-- Opening Marker --
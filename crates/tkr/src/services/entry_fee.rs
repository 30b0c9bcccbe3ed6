use rust_decimal::Decimal;

use crate::models::{EntryFee, FeeBreakdown, TeamSize};

use super::scoring::round_score;

/// Share of the base fee waived for teams re-running the event.
const RERUN_DISCOUNT: Decimal = Decimal::from_parts(5, 0, 0, false, 1);

/// Fee a team owes. Rerun and free-entry discounts stack; the result never goes below zero.
/// `base_fee` is at most `MAX_FEE_AMOUNT` on every path that reaches here.
pub fn calculate(
    base_fee: EntryFee,
    is_rerunning: bool,
    free_entry_players: u32,
    team_size: TeamSize,
) -> FeeBreakdown {
    let EntryFee::Paid(original) = base_fee else {
        return FeeBreakdown::default();
    };

    let rerun_discount = if is_rerunning {
        original * RERUN_DISCOUNT
    } else {
        Decimal::ZERO
    };
    let free_entry_discount =
        original / Decimal::from(team_size.players()) * Decimal::from(free_entry_players);

    let discount = round_score(rerun_discount + free_entry_discount);
    let final_fee = (original - discount).max(Decimal::ZERO);

    FeeBreakdown {
        original,
        discount,
        final_fee: round_score(final_fee),
    }
}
-- Closing Marker --
**What is needed:** A number is the only answer here: how many lines of the material above contain "FeeBreakdown"?

**Task answer:** 4